…incompetent consultant fails to plan for hard rock in feasibility study
Moses Ziyambi
The blasting which has been happening at a section of the Mucheke Trunk Sewer project route threatens up to a dozen houses as well as the Rujeko Footbridge at whose foot the trench passes, EnviroPress can report.
Mutual Construction (Pvt) Ltd, which is building the long-delayed sewer mainline, encountered a massive rock formation of igneous nature which sources say could best be overcome by dynamite.
Many houses, however, are prone to damage caused by the blasting force, and are exposed to shrapnel as they are roughly within the 30-meter radius of the trench which also happens to pass just below one end of the footbridge, whose construction was completed in 2020.
City of Masvingo Town Clerk Edward Mukaratirwa said the contractor had agreed to bear the cost of any possible damage to the houses.
“The project contractor has agreed to meet the cost of compensation for houses that are at risk of any blasting and we are confident everything will be done smoothly,” said Mukaratirwa.
When asked about the apparent danger posed to the footbridge, Mukaratirwa said the structure was built in a way that allowed it to withstand such force.
“The foot bridge was designed to be able to withstand such kind of activities and we are confident that nothing bad will happen to it,” he said, even though there were signs warrantying anxiety, at least through a layman’s eyes.
One resident who lives close by said he was disappointed construction of part of the line now threatened existing properties.
“Designs for the footbridge were made a long time ago and they should have found another way for the pipes rather than dig at the very foot of a footbridge which was only built a few months ago.

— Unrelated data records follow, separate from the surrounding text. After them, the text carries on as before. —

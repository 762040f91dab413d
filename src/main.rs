//! Edge SSR cache server.
//!
//! # Architecture Overview
//!
//! ```text
//!     Client Request
//!     ──────────────▶ http server ──▶ entry router ──┬──▶ bypass ──────────────▶ origin
//!                     (request id,                   │
//!                      timeout, limit)               └──▶ CacheHandler (L0)
//!                                                            │
//!                                                            ▼
//!                                                     EdgeTier (L1) ──▶ ObjectTier (L2) ──▶ OriginTier (L3)
//!                                                            │
//!     Client Response                                        ▼
//!     ◀────────────── classify + rewrite headers ◀── tag versions (counter)
//!
//!     Background: cache writes, analytics points, CSR refreshes (drained on shutdown)
//! ```

use std::path::PathBuf;

use clap::Parser;
use tokio::net::TcpListener;

use edge_ssr_cache::config::{load_config, ProxyConfig};
use edge_ssr_cache::lifecycle::{wait_for_shutdown_signal, Shutdown};
use edge_ssr_cache::observability::{logging, metrics};
use edge_ssr_cache::HttpServer;

#[derive(Parser)]
#[command(name = "edge-ssr-cache")]
#[command(about = "Tiered cache in front of a server-side rendering origin", long_about = None)]
struct Cli {
    /// Path to a TOML configuration file; defaults apply when omitted.
    #[arg(short, long)]
    config: Option<PathBuf>,
}

#[tokio::main]
async fn main() -> Result<(), Box<dyn std::error::Error>> {
    let cli = Cli::parse();

    let config = match &cli.config {
        Some(path) => load_config(path)?,
        None => ProxyConfig::default(),
    };

    logging::init_logging(&config.observability.log_level);
    tracing::info!(version = env!("CARGO_PKG_VERSION"), "edge-ssr-cache starting");

    tracing::info!(
        bind_address = %config.listener.bind_address,
        origin_host = %config.origin.host,
        request_timeout_secs = config.timeouts.request_secs,
        "Configuration loaded"
    );

    if config.observability.metrics_enabled {
        match config.observability.metrics_address.parse() {
            Ok(addr) => metrics::init_metrics(addr),
            Err(_) => tracing::error!(
                metrics_address = %config.observability.metrics_address,
                "Failed to parse metrics address"
            ),
        }
    }

    let listener = TcpListener::bind(&config.listener.bind_address).await?;
    tracing::info!(address = %listener.local_addr()?, "Listening for connections");

    let shutdown = Shutdown::new();
    let receiver = shutdown.subscribe();
    let trigger = shutdown.trigger_handle();
    tokio::spawn(async move {
        wait_for_shutdown_signal().await;
        let _ = trigger.send(());
    });

    let server = HttpServer::new(config)?;
    server.run(listener, receiver).await?;

    tracing::info!("Shutdown complete");
    Ok(())
}
//! Configuration management subsystem.
//!
//! # Data Flow
//! ```text
//! config file (TOML)
//!     → loader.rs (parse & deserialize)
//!     → validation.rs (semantic checks)
//!     → ProxyConfig (validated, immutable)
//!     → shared via Arc with every request context
//! ```
//!
//! # Design Decisions
//! - Config is immutable once loaded; changes require a restart
//! - All fields have defaults to allow minimal configs
//! - Validation separates syntactic (serde) from semantic checks

pub mod loader;
pub mod schema;
pub mod validation;

pub use loader::{load_config, parse_config, ConfigError};
pub use schema::{
    BypassConfig, CacheConfig, CounterConfig, ListenerConfig, ObservabilityConfig, OriginConfig,
    ProxyConfig, TimeoutConfig,
};
pub use validation::ValidationError;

Our houses are also in danger and we don’t take lightly any risk to people and their property,” said the resident.
Work on the sewer line commenced in June this year after an eight-year hiatus caused by shortage of money, a problem attributable to poor planning and corruption on the part of the team that ran council between 2008 and 2013.
The contract to draw the plans of the sewer line and supervise project implementation was controversially awarded to little-known CNM-YBJ Engineering Consultants which council claims to have later fired for conducting a shoddy feasibility study, including underestimating the cost of implementing the project.
The feasibility study, council claims, failed to plan for such underground obstacles as hard rocks leading to less than adequate funding being sought, hence the eight-year-long interruption of the project.
However, CNM-YBJ director Kenneth Makwiranzou, in an interview with this reporter earlier this year, disputed this version of the story, claiming that his company had done an excellent job and had drawn perfect designs.
He said it was his company, rather, which decided to withdraw from the project because council was failing to meet its payment obligations.
Investigations have shown that council poured some US$4.8 million into the first phase of the project but there is barely anything to show for all that money.
With CNM-YBJ no longer in the picture, council is now supervising the project on its own.